- **YOUR ASSIGNMENT**: Those lines of the records that contain "computation" are to be located and copied.

- **Stored data entries**:

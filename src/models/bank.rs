//! Bank account and bank statement transaction models.

use chrono::NaiveDate;
use serde::{Deserialize, Serialize};

use super::{
    BankAccountId, BankTransactionId, Direction, EntryId, JournalId, ReconciliationStatus,
    TransactionCategory,
};

/// A bank account held by the pharmacy.
#[derive(Debug, Clone, PartialEq, Serialize, Deserialize)]
#[serde(rename_all = "camelCase")]
pub struct BankAccount {
    /// Unique identifier.
    pub id: BankAccountId,
    /// Display name.
    pub name: String,
    /// Name of the bank.
    pub bank_name: String,
    /// Account number / RIB.
    pub account_number: String,
    /// Class-5 ledger account the bank account is booked against (e.g. `5211`).
    pub ledger_account: String,
    /// Bank journal receiving the generated entries.
    pub journal_id: JournalId,
    /// Balance at the start of the books.
    pub opening_balance: f64,
    /// ISO currency code.
    #[serde(default = "default_currency")]
    pub currency: String,
}

/// Default currency of the OHADA zone (CFA franc, BEAC).
fn default_currency() -> String {
    "XAF".to_owned()
}

/// A movement read from a bank statement.
#[derive(Debug, Clone, PartialEq, Serialize, Deserialize)]
#[serde(rename_all = "camelCase")]
pub struct BankTransaction {
    /// Unique identifier.
    pub id: BankTransactionId,
    /// Owning bank account.
    pub account_id: BankAccountId,
    /// Value date.
    pub date: NaiveDate,
    /// Statement label.
    pub label: String,
    /// Absolute amount (>= 0).
    pub amount: f64,
    /// Money in or out.
    pub direction: Direction,
    /// Matching state.
    #[serde(default)]
    pub reconciliation_status: ReconciliationStatus,
    /// Business category, when known.
    #[serde(default)]
    pub category: Option<TransactionCategory>,
    /// Centime additionnel included in the amount, when any.
    #[serde(default)]
    pub additional_centime_amount: Option<f64>,
    /// Statement reference.
    #[serde(default)]
    pub reference: Option<String>,
    /// Accounting entry generated when the transaction was reconciled.
    #[serde(default)]
    pub entry_id: Option<EntryId>,
}

impl BankTransaction {
    /// Amount signed from the account holder's point of view
    /// (credit positive, debit negative).
    #[inline]
    #[must_use]
    pub fn signed_amount(&self) -> f64 {
        match self.direction {
            Direction::Credit => self.amount,
            Direction::Debit => -self.amount,
        }
    }

    /// Returns `true` once the transaction has been matched.
    #[inline]
    #[must_use]
    pub fn is_reconciled(&self) -> bool {
        self.reconciliation_status == ReconciliationStatus::Reconciled
    }
}
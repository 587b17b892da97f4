//! VAT and centime additionnel computation.
//!
//! The VAT is levied on the net amount; the centime additionnel is levied on
//! the VAT amount, not on the base. Collected amounts (sales) and deductible
//! amounts (purchases) are summed independently, then netted:
//!
//! ```text
//! vat     = base * vat_rate / 100
//! centime = vat * centime_rate / 100
//! due     = collected - deductible    (negative: credit carried forward)
//! ```

use serde::{Deserialize, Serialize};

use crate::models::{Reception, Sale, TaxKind, TaxRate};

/// VAT rate applied when no `vat` rate is configured.
pub const DEFAULT_VAT_RATE: f64 = 19.25;

/// Centime rate applied when no `additionalCentime` rate is configured.
pub const DEFAULT_CENTIME_RATE: f64 = 0.0;

/// Where a rate used in a computation came from.
#[derive(Debug, Clone, Copy, PartialEq, Eq, Hash, Serialize, Deserialize)]
#[serde(rename_all = "camelCase")]
pub enum RateSource {
    /// Read from the configured tax rates.
    Configured,
    /// Not configured; the built-in default was used.
    Fallback,
}

/// Which rate a transaction is taxed at.
#[derive(Debug, Clone, Copy, PartialEq, Eq, Hash, Default, Serialize, Deserialize)]
#[serde(rename_all = "camelCase")]
pub enum RatePolicy {
    /// Every transaction is taxed at the currently configured rate.
    #[default]
    Live,
    /// Transactions that recorded their own rate are taxed at that rate.
    Snapshot,
}

impl RatePolicy {
    /// Picks the rate to apply given the live rate and the rate recorded on
    /// the transaction.
    #[inline]
    #[must_use]
    pub fn resolve(self, live: f64, recorded: Option<f64>) -> f64 {
        match self {
            Self::Live => live,
            Self::Snapshot => recorded.unwrap_or(live),
        }
    }
}

/// Resolved VAT and centime rates.
#[derive(Debug, Clone, Copy, PartialEq, Serialize, Deserialize)]
#[serde(rename_all = "camelCase")]
pub struct TaxSettings {
    /// VAT rate in percent.
    pub vat_rate: f64,
    /// Centime additionnel rate in percent of the VAT.
    pub centime_rate: f64,
    /// Origin of `vat_rate`.
    pub vat_source: RateSource,
    /// Origin of `centime_rate`.
    pub centime_source: RateSource,
}

impl TaxSettings {
    /// Settings with explicitly configured rates.
    #[inline]
    #[must_use]
    pub const fn new(vat_rate: f64, centime_rate: f64) -> Self {
        Self {
            vat_rate,
            centime_rate,
            vat_source: RateSource::Configured,
            centime_source: RateSource::Configured,
        }
    }

    /// Settings made of the built-in defaults only.
    #[inline]
    #[must_use]
    pub const fn fallback() -> Self {
        Self {
            vat_rate: DEFAULT_VAT_RATE,
            centime_rate: DEFAULT_CENTIME_RATE,
            vat_source: RateSource::Fallback,
            centime_source: RateSource::Fallback,
        }
    }

    /// Resolves the settings from configured tax rates.
    ///
    /// The first rate of each kind wins. A missing kind falls back to its
    /// default and is flagged as [`RateSource::Fallback`].
    #[inline]
    #[must_use]
    pub fn from_rates(rates: &[TaxRate]) -> Self {
        let first = |kind: TaxKind| {
            rates
                .iter()
                .find(|rate| rate.kind == kind)
                .map(|rate| rate.percentage)
        };
        let mut settings = Self::fallback();
        if let Some(vat_rate) = first(TaxKind::Vat) {
            settings.vat_rate = vat_rate;
            settings.vat_source = RateSource::Configured;
        } else {
            tracing::warn!(
                rate = DEFAULT_VAT_RATE,
                "no VAT rate configured, using the default rate"
            );
        }
        if let Some(centime_rate) = first(TaxKind::AdditionalCentime) {
            settings.centime_rate = centime_rate;
            settings.centime_source = RateSource::Configured;
        } else {
            tracing::warn!(
                rate = DEFAULT_CENTIME_RATE,
                "no centime additionnel rate configured, using the default rate"
            );
        }
        settings
    }

    /// Overall source: [`RateSource::Fallback`] if either rate fell back.
    #[inline]
    #[must_use]
    pub fn rate_source(&self) -> RateSource {
        if self.vat_source == RateSource::Fallback || self.centime_source == RateSource::Fallback {
            RateSource::Fallback
        } else {
            RateSource::Configured
        }
    }
}

impl Default for TaxSettings {
    #[inline]
    fn default() -> Self {
        Self::fallback()
    }
}

/// VAT on `base` at `rate` percent.
#[inline]
#[must_use]
pub fn vat_amount(base: f64, rate: f64) -> f64 {
    base * rate / 100.0
}

/// Centime additionnel on a VAT amount at `rate` percent.
#[inline]
#[must_use]
pub fn centime_amount(vat: f64, rate: f64) -> f64 {
    vat * rate / 100.0
}

/// A net amount to tax, with the rates recorded on the transaction.
#[derive(Debug, Clone, Copy, PartialEq, Serialize, Deserialize)]
#[serde(rename_all = "camelCase")]
pub struct TaxableAmount {
    /// Net amount (HT).
    pub base: f64,
    /// VAT rate recorded with the transaction.
    pub vat_rate: Option<f64>,
    /// Centime rate recorded with the transaction.
    pub centime_rate: Option<f64>,
}

impl TaxableAmount {
    /// An amount without recorded rates.
    #[inline]
    #[must_use]
    pub const fn new(base: f64) -> Self {
        Self {
            base,
            vat_rate: None,
            centime_rate: None,
        }
    }

    /// An amount with the rates in force when it was recorded.
    #[inline]
    #[must_use]
    pub const fn with_rates(base: f64, vat_rate: f64, centime_rate: f64) -> Self {
        Self {
            base,
            vat_rate: Some(vat_rate),
            centime_rate: Some(centime_rate),
        }
    }

    /// VAT and centime of this amount under `settings` and `policy`.
    #[inline]
    #[must_use]
    pub fn taxes(&self, settings: &TaxSettings, policy: RatePolicy) -> (f64, f64) {
        let vat = vat_amount(self.base, policy.resolve(settings.vat_rate, self.vat_rate));
        let centime = centime_amount(
            vat,
            policy.resolve(settings.centime_rate, self.centime_rate),
        );
        (vat, centime)
    }
}

impl From<&Sale> for TaxableAmount {
    #[inline]
    fn from(sale: &Sale) -> Self {
        Self {
            base: sale.amount_ht,
            vat_rate: sale.vat_rate,
            centime_rate: sale.centime_rate,
        }
    }
}

impl From<&Reception> for TaxableAmount {
    #[inline]
    fn from(reception: &Reception) -> Self {
        Self {
            base: reception.amount_ht,
            vat_rate: reception.vat_rate,
            centime_rate: reception.centime_rate,
        }
    }
}

/// VAT position over a set of sales and purchases.
#[derive(Debug, Clone, Copy, PartialEq, Serialize, Deserialize)]
#[serde(rename_all = "camelCase")]
pub struct VatSummary {
    /// Net sales.
    pub sales_ht: f64,
    /// VAT collected on sales.
    pub vat_collected: f64,
    /// Net purchases.
    pub purchases_ht: f64,
    /// VAT deductible on purchases.
    pub vat_deductible: f64,
    /// `vat_collected - vat_deductible`.
    pub vat_due: f64,
    /// Live centime rate.
    pub centime_rate: f64,
    /// Centime collected on sales.
    pub centime_collected: f64,
    /// Centime deductible on purchases.
    pub centime_deductible: f64,
    /// `centime_collected - centime_deductible`.
    pub centime_due: f64,
    /// `vat_due + centime_due`.
    pub total_due: f64,
    /// Effective VAT rate on sales, 0 without sales.
    pub average_rate: f64,
    /// Live VAT rate.
    pub vat_rate: f64,
    /// Whether a live rate fell back to its default.
    pub rate_source: RateSource,
}

impl VatSummary {
    /// Returns `true` when the position is a credit to carry forward.
    #[inline]
    #[must_use]
    pub fn is_credit(&self) -> bool {
        self.total_due < 0.0
    }

    /// Credit carried forward, 0 when an amount is due.
    #[inline]
    #[must_use]
    pub fn credit_carried(&self) -> f64 {
        if self.is_credit() {
            -self.total_due
        } else {
            0.0
        }
    }
}

/// Computes the VAT position of `sales` (collected) against `purchases`
/// (deductible).
#[inline]
#[must_use]
pub fn summarize(
    sales: &[TaxableAmount],
    purchases: &[TaxableAmount],
    settings: &TaxSettings,
    policy: RatePolicy,
) -> VatSummary {
    let sum = |amounts: &[TaxableAmount]| {
        amounts
            .iter()
            .fold((0.0_f64, 0.0_f64, 0.0_f64), |(base, vat, centime), amount| {
                let (line_vat, line_centime) = amount.taxes(settings, policy);
                (base + amount.base, vat + line_vat, centime + line_centime)
            })
    };
    let (sales_ht, vat_collected, centime_collected) = sum(sales);
    let (purchases_ht, vat_deductible, centime_deductible) = sum(purchases);

    let vat_due = vat_collected - vat_deductible;
    let centime_due = centime_collected - centime_deductible;
    let average_rate = if sales_ht > 0.0 {
        vat_collected / sales_ht * 100.0
    } else {
        0.0
    };

    VatSummary {
        sales_ht,
        vat_collected,
        purchases_ht,
        vat_deductible,
        vat_due,
        centime_rate: settings.centime_rate,
        centime_collected,
        centime_deductible,
        centime_due,
        total_due: vat_due + centime_due,
        average_rate,
        vat_rate: settings.vat_rate,
        rate_source: settings.rate_source(),
    }
}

- **RESPONSE AREA**:
//! VAT and centime additionnel computation.
/// Where a rate used in a computation came from.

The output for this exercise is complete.